Properties and Objects...

  • Thread starter George V. Neville-Neil
  • Start date
G

George V. Neville-Neil

I have been reading the mailing list and I am unfortunately going to
open up discussion I've seen twice in the last two years but which
still bugs me, so please accept my apologies in advance.
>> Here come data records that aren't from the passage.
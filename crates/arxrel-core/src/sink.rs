//! CSV table sinks with all-or-nothing commit
//!
//! Every table is written to `<name>.csv.tmp` first. A [`TableSet`] renames
//! all of its tables to their final names in one `commit`; dropping an
//! uncommitted set removes the temporaries, so a failed run never leaves a
//! partial table set behind.

use std::fs::{self, File};
use std::io::{self, BufWriter};
use std::path::{Path, PathBuf};

/// One output cell.
///
/// Text is always double-quoted (embedded quotes doubled) so identifiers
/// like `704.0002` are not mistaken for numbers; integers are bare; `Null`
/// is an empty unquoted cell.
#[derive(Debug, Clone, Copy, PartialEq, Eq)]
pub enum CsvField<'a> {
    Text(&'a str),
    Int(u64),
    Null,
}

impl<'a> From<&'a str> for CsvField<'a> {
    fn from(s: &'a str) -> Self {
        Self::Text(s)
    }
}

impl<'a> From<Option<&'a str>> for CsvField<'a> {
    fn from(s: Option<&'a str>) -> Self {
        s.map_or(Self::Null, Self::Text)
    }
}

impl From<u64> for CsvField<'_> {
    fn from(n: u64) -> Self {
        Self::Int(n)
    }
}

impl CsvField<'_> {
    fn render(&self) -> String {
        match self {
            Self::Text(s) => {
                let mut out = String::with_capacity(s.len() + 2);
                out.push('"');
                out.push_str(&s.replace('"', "\"\""));
                out.push('"');
                out
            }
            Self::Int(n) => n.to_string(),
            Self::Null => String::new(),
        }
    }
}

/// Buffered CSV writer targeting a temporary file
pub struct CsvSink {
    // Quoting is decided per field by `CsvField`, so the writer never quotes.
    writer: csv::Writer<BufWriter<File>>,
    name: String,
    tmp_path: PathBuf,
    final_path: PathBuf,
    row_count: usize,
    width: usize,
}

impl std::fmt::Debug for CsvSink {
    fn fmt(&self, f: &mut std::fmt::Formatter<'_>) -> std::fmt::Result {
        f.debug_struct("CsvSink")
            .field("final_path", &self.final_path)
            .field("row_count", &self.row_count)
            .finish_non_exhaustive()
    }
}

impl CsvSink {
    /// Create `<output_dir>/<name>.csv.tmp` and write the quoted header row.
    pub fn new(name: &str, output_dir: &Path, header: &[&str]) -> io::Result<Self> {
        let final_path = output_dir.join(format!("{name}.csv"));
        let tmp_path = output_dir.join(format!("{name}.csv.tmp"));

        if tmp_path.exists() {
            fs::remove_file(&tmp_path)?;
        }

        let writer = csv::WriterBuilder::new()
            .quote_style(csv::QuoteStyle::Never)
            .from_writer(BufWriter::new(File::create(&tmp_path)?));

        let mut sink = Self {
            writer,
            name: name.to_string(),
            tmp_path,
            final_path,
            row_count: 0,
            width: header.len(),
        };
        let header: Vec<CsvField<'_>> = header.iter().map(|h| CsvField::Text(h)).collect();
        sink.write_cells(&header)?;
        Ok(sink)
    }

    fn write_cells(&mut self, fields: &[CsvField<'_>]) -> io::Result<()> {
        if fields.len() != self.width {
            return Err(io::Error::new(
                io::ErrorKind::InvalidInput,
                format!(
                    "{}: row has {} fields, header has {}",
                    self.name,
                    fields.len(),
                    self.width
                ),
            ));
        }
        self.writer
            .write_record(fields.iter().map(CsvField::render))
            .map_err(io::Error::other)
    }

    /// Write one data row. The field count must match the header.
    pub fn write_row(&mut self, fields: &[CsvField<'_>]) -> io::Result<()> {
        self.write_cells(fields)?;
        self.row_count += 1;
        Ok(())
    }

    pub fn row_count(&self) -> usize {
        self.row_count
    }

    /// Flush everything to the temporary file without renaming it.
    fn finish(mut self) -> io::Result<PendingTable> {
        self.writer.flush()?;
        Ok(PendingTable {
            name: self.name,
            tmp_path: self.tmp_path,
            final_path: self.final_path,
            rows: self.row_count,
        })
    }
}

/// Fully written table awaiting commit
#[derive(Debug)]
struct PendingTable {
    name: String,
    tmp_path: PathBuf,
    final_path: PathBuf,
    rows: usize,
}

/// Table that has been renamed into place
#[derive(Debug, Clone)]
pub struct CommittedTable {
    pub name: String,
    pub path: PathBuf,
    pub rows: usize,
}

/// Group of tables committed together or not at all
#[derive(Debug)]
pub struct TableSet {
    output_dir: PathBuf,
    pending: Vec<PendingTable>,
}

impl TableSet {
    /// Prepare `output_dir`, removing stale temporaries from earlier runs.
    pub fn new(output_dir: &Path) -> io::Result<Self> {
        fs::create_dir_all(output_dir)?;
        cleanup_tmp_files(output_dir)?;
        Ok(Self {
            output_dir: output_dir.to_path_buf(),
            pending: Vec::new(),
        })
    }

    /// Open a sink for a table in this set.
    pub fn create(&self, name: &str, header: &[&str]) -> io::Result<CsvSink> {
        CsvSink::new(name, &self.output_dir, header)
    }

    /// Flush a sink and enlist it for the commit.
    pub fn add(&mut self, sink: CsvSink) -> io::Result<()> {
        let table = sink.finish()?;
        self.pending.push(table);
        Ok(())
    }

    /// Rename every pending table into place.
    ///
    /// Existing tables are moved aside to `<name>.csv.bak` first. If any
    /// rename fails, the tables already renamed are removed and the backups
    /// restored, so the directory keeps the previous set.
    pub fn commit(mut self) -> io::Result<Vec<CommittedTable>> {
        let pending = std::mem::take(&mut self.pending);
        let mut backups: Vec<(PathBuf, PathBuf)> = Vec::new();
        let mut renamed: Vec<PathBuf> = Vec::new();

        let result = Self::swap_in(&pending, &mut backups, &mut renamed);
        match result {
            Ok(()) => {
                for (backup, _) in &backups {
                    if let Err(e) = fs::remove_file(backup) {
                        log::warn!("Failed to remove {}: {e}", backup.display());
                    }
                }
                Ok(pending
                    .into_iter()
                    .map(|table| CommittedTable {
                        name: table.name,
                        path: table.final_path,
                        rows: table.rows,
                    })
                    .collect())
            }
            Err(e) => {
                for path in &renamed {
                    if let Err(e) = fs::remove_file(path) {
                        log::warn!("Failed to remove {}: {e}", path.display());
                    }
                }
                for (backup, original) in &backups {
                    if let Err(e) = fs::rename(backup, original) {
                        log::warn!("Failed to restore {}: {e}", original.display());
                    }
                }
                // Temporaries not yet renamed are removed by Drop.
                self.pending = pending
                    .into_iter()
                    .filter(|t| t.tmp_path.exists())
                    .collect();
                Err(e)
            }
        }
    }

    fn swap_in(
        pending: &[PendingTable],
        backups: &mut Vec<(PathBuf, PathBuf)>,
        renamed: &mut Vec<PathBuf>,
    ) -> io::Result<()> {
        for table in pending {
            if table.final_path.is_file() {
                let mut backup = table.final_path.clone().into_os_string();
                backup.push(".bak");
                let backup = PathBuf::from(backup);
                fs::rename(&table.final_path, &backup)?;
                backups.push((backup, table.final_path.clone()));
            }
        }
        for table in pending {
            fs::rename(&table.tmp_path, &table.final_path)?;
            renamed.push(table.final_path.clone());
        }
        Ok(())
    }
}

impl Drop for TableSet {
    fn drop(&mut self) {
        for table in &self.pending {
            if let Err(e) = fs::remove_file(&table.tmp_path) {
                log::warn!("Failed to remove {}: {e}", table.tmp_path.display());
            }
        }
    }
}

/// Remove stale .tmp files in the output directory
pub fn cleanup_tmp_files(output_dir: &Path) -> io::Result<()> {
    for entry in fs::read_dir(output_dir)? {
        let path = entry?.path();
        if path.extension().is_some_and(|ext| ext == "tmp") {
            log::warn!("Removing stale tmp file: {}", path.display());
            fs::remove_file(&path)?;
        }
    }
    Ok(())
}

#[cfg(test)]
mod tests {
    use super::*;
    use tempfile::TempDir;

    #[test]
    fn text_is_quoted_and_escaped() {
        assert_eq!(CsvField::Text("704.0002").render(), "\"704.0002\"");
        assert_eq!(CsvField::Text("say \"hi\"").render(), "\"say \"\"hi\"\"\"");
        assert_eq!(CsvField::Int(42).render(), "42");
        assert_eq!(CsvField::Null.render(), "");
    }

    #[test]
    fn option_maps_to_null() {
        assert_eq!(CsvField::from(None::<&str>), CsvField::Null);
        assert_eq!(CsvField::from(Some("x")), CsvField::Text("x"));
    }

    #[test]
    fn commit_renames_all_tables() {
        let dir = TempDir::new().unwrap();
        let mut set = TableSet::new(dir.path()).unwrap();

        let mut a = set.create("a", &["id", "n"]).unwrap();
        a.write_row(&["x, y".into(), 1u64.into()]).unwrap();
        set.add(a).unwrap();
        let b = set.create("b", &["id"]).unwrap();
        set.add(b).unwrap();

        let committed = set.commit().unwrap();
        assert_eq!(committed.len(), 2);
        assert_eq!(committed[0].rows, 1);
        assert_eq!(committed[1].rows, 0);

        let a = std::fs::read_to_string(dir.path().join("a.csv")).unwrap();
        assert_eq!(a, "\"id\",\"n\"\n\"x, y\",1\n");
        assert!(dir.path().join("b.csv").exists());
        assert!(!dir.path().join("a.csv.tmp").exists());
    }

    #[test]
    fn failed_commit_keeps_previous_tables() {
        let dir = TempDir::new().unwrap();
        std::fs::write(dir.path().join("a.csv"), b"old").unwrap();
        // A directory in the way makes the second rename fail.
        std::fs::create_dir(dir.path().join("b.csv")).unwrap();

        let mut set = TableSet::new(dir.path()).unwrap();
        let mut a = set.create("a", &["id"]).unwrap();
        a.write_row(&["new".into()]).unwrap();
        set.add(a).unwrap();
        let b = set.create("b", &["id"]).unwrap();
        set.add(b).unwrap();

        assert!(set.commit().is_err());
        assert_eq!(std::fs::read_to_string(dir.path().join("a.csv")).unwrap(), "old");
        assert!(dir.path().join("b.csv").is_dir());
        let leftovers: Vec<_> = std::fs::read_dir(dir.path())
            .unwrap()
            .filter_map(|e| e.ok())
            .map(|e| e.file_name().to_string_lossy().into_owned())
            .filter(|n| n.ends_with(".tmp") || n.ends_with(".bak"))
            .collect();
        assert!(leftovers.is_empty(), "leftovers: {leftovers:?}");
    }

    #[test]
    fn commit_replaces_previous_tables() {
        let dir = TempDir::new().unwrap();
        std::fs::write(dir.path().join("a.csv"), b"old").unwrap();

        let mut set = TableSet::new(dir.path()).unwrap();
        let a = set.create("a", &["id"]).unwrap();
        set.add(a).unwrap();
        set.commit().unwrap();

        assert_eq!(std::fs::read_to_string(dir.path().join("a.csv")).unwrap(), "\"id\"\n");
        assert!(!dir.path().join("a.csv.bak").exists());
    }

    #[test]
    fn dropped_set_leaves_nothing() {
        let dir = TempDir::new().unwrap();
        {
            let mut set = TableSet::new(dir.path()).unwrap();
            let mut a = set.create("a", &["id"]).unwrap();
            a.write_row(&["1".into()]).unwrap();
            set.add(a).unwrap();
        }
        assert_eq!(std::fs::read_dir(dir.path()).unwrap().count(), 0);
    }

    #[test]
    fn row_width_is_checked() {
        let dir = TempDir::new().unwrap();
        let set = TableSet::new(dir.path()).unwrap();
        let mut a = set.create("a", &["id", "n"]).unwrap();
        let err = a.write_row(&["only".into()]).unwrap_err();
        assert_eq!(err.kind(), io::ErrorKind::InvalidInput);
        assert_eq!(a.row_count(), 0);
    }

    #[test]
    fn multiline_text_stays_in_one_field() {
        let dir = TempDir::new().unwrap();
        let mut set = TableSet::new(dir.path()).unwrap();
        let mut a = set.create("a", &["abstract"]).unwrap();
        a.write_row(&["line one\nline two".into()]).unwrap();
        set.add(a).unwrap();
        set.commit().unwrap();

        let mut reader = csv::Reader::from_path(dir.path().join("a.csv")).unwrap();
        let rows: Vec<csv::StringRecord> = reader.records().map(|r| r.unwrap()).collect();
        assert_eq!(rows.len(), 1);
        assert_eq!(&rows[0][0], "line one\nline two");
    }

    #[test]
    fn cleanup_tmp_files_removes_only_tmp() {
        let dir = TempDir::new().unwrap();
        std::fs::write(dir.path().join("a.csv.tmp"), b"stale").unwrap();
        std::fs::write(dir.path().join("b.csv"), b"keep").unwrap();

        cleanup_tmp_files(dir.path()).unwrap();

        assert!(!dir.path().join("a.csv.tmp").exists());
        assert!(dir.path().join("b.csv").exists());
    }
}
I have been working on a set of modules that make objects which look
like network packets (http://pcs.sf.net) in that you can set up a
class, say ipv4, which when instantiated has the following properties:

Note that setting the ttl in the packet changes the underlying bytes.
Doing this makes writing network tests, and other networking code,
extremely easy.

This is done by having Field classes which are collected into a list
in a Packet class (the layout) and by doing special setattr/getattr
calls.

I have been trying to switch this over to using properties, which seem
at first glance to be cleaner, but which I am having a lot of problems
with. In particular I want to add a property to an object, not a
class. The field list in a class is actually relatively static but I
wind up with ugly code like:

class ethernet(pcs.Packet):
"""Ethernet"""
__layout__ = pcs.Layout()
_map = ethernet_map.map

src = pcs.StringField("src", 48)
dst = pcs.StringField("dst", 48)
type = pcs.Field("type", 16)

def __init__(self, bytes = None, timestamp = None):
"""initialize an ethernet packet"""

src = pcs.StringField("src", 48)
dst = pcs.StringField("dst", 48)
type = pcs.Field("type", 16)

pcs.Packet.__init__(self, [dst, src, type], bytes = bytes)
self.description = inspect.getdoc(self)

and assigning the properties at class time means that it's hard to
have variations, packets with the same name but with slightly varying
field lists.

So, is there a way to assign a property to an object, like this:

def __init__(....
self.src = property()

or something like that?

And, failing that, is there a clean way to modify the class in it's
__init__() method so I don't have to call the Field objects twice,
once for the property effect and once to put into the list in the base
Packet class?

With my somewhat convoluted setattr/getattr implementation the
Ethernet class looked like this:

class ethernet(pcs.Packet):
"""Ethernet"""
__layout__ = pcs.Layout()
_map = ethernet_map.map

def __init__(self, bytes = None, timestamp = None):
"""initialize an ethernet packet"""

src = pcs.StringField("src", 48)
dst = pcs.StringField("dst", 48)
type = pcs.Field("type", 16)

pcs.Packet.__init__(self, [dst, src, type], bytes = bytes)
self.description = inspect.getdoc(self)

which was much more straightforward for someone to understand and to
code. Since one of the project goals is to have the creation of new
packets classes be as easy as possible I would like to be able to do
something closer to the above.

Best,
George
 
P

Peter Otten

George said:
I have been trying to switch this over to using properties, which seem
at first glance to be cleaner, but which I am having a lot of problems
with. In particular I want to add a property to an object, not a
class.

You can't. The underlying mechanism (descriptors) works on the class level.
The field list in a class is actually relatively static but I
wind up with ugly code like:

class ethernet(pcs.Packet):
"""Ethernet"""
__layout__ = pcs.Layout()
_map = ethernet_map.map

src = pcs.StringField("src", 48)
dst = pcs.StringField("dst", 48)
type = pcs.Field("type", 16)

From the piece of code you present I would guess that the above class
attributes are superfluous. Or doesn't pcs.Packet.__init__() do the

self.src = ...

thingy?
def __init__(self, bytes = None, timestamp = None):
"""initialize an ethernet packet"""

src = pcs.StringField("src", 48)
dst = pcs.StringField("dst", 48)
type = pcs.Field("type", 16)

pcs.Packet.__init__(self, [dst, src, type], bytes = bytes)
self.description = inspect.getdoc(self)

and assigning the properties at class time means that it's hard to have
variations, packets with the same name but with slightly varying field
lists.

What's so hard about subclassing?
So, is there a way to assign a property to an object, like this:

def __init__(....
self.src = property()

or something like that?

You can make a property that delegates its behaviour, e. g:

import new

def get_src_one(self):
return 42

class A(object):
src = property(lambda self: self.get_src())
def __init__(self, get):
self.get_src = new.instancemethod(get, self)

a = A(get_src_one)
print a.src

But -- ceterum censeo -- subclassing is probably better, cleaner and
faster. Then instead of calling the class directly make a factory function
that picks the appropriate subclass.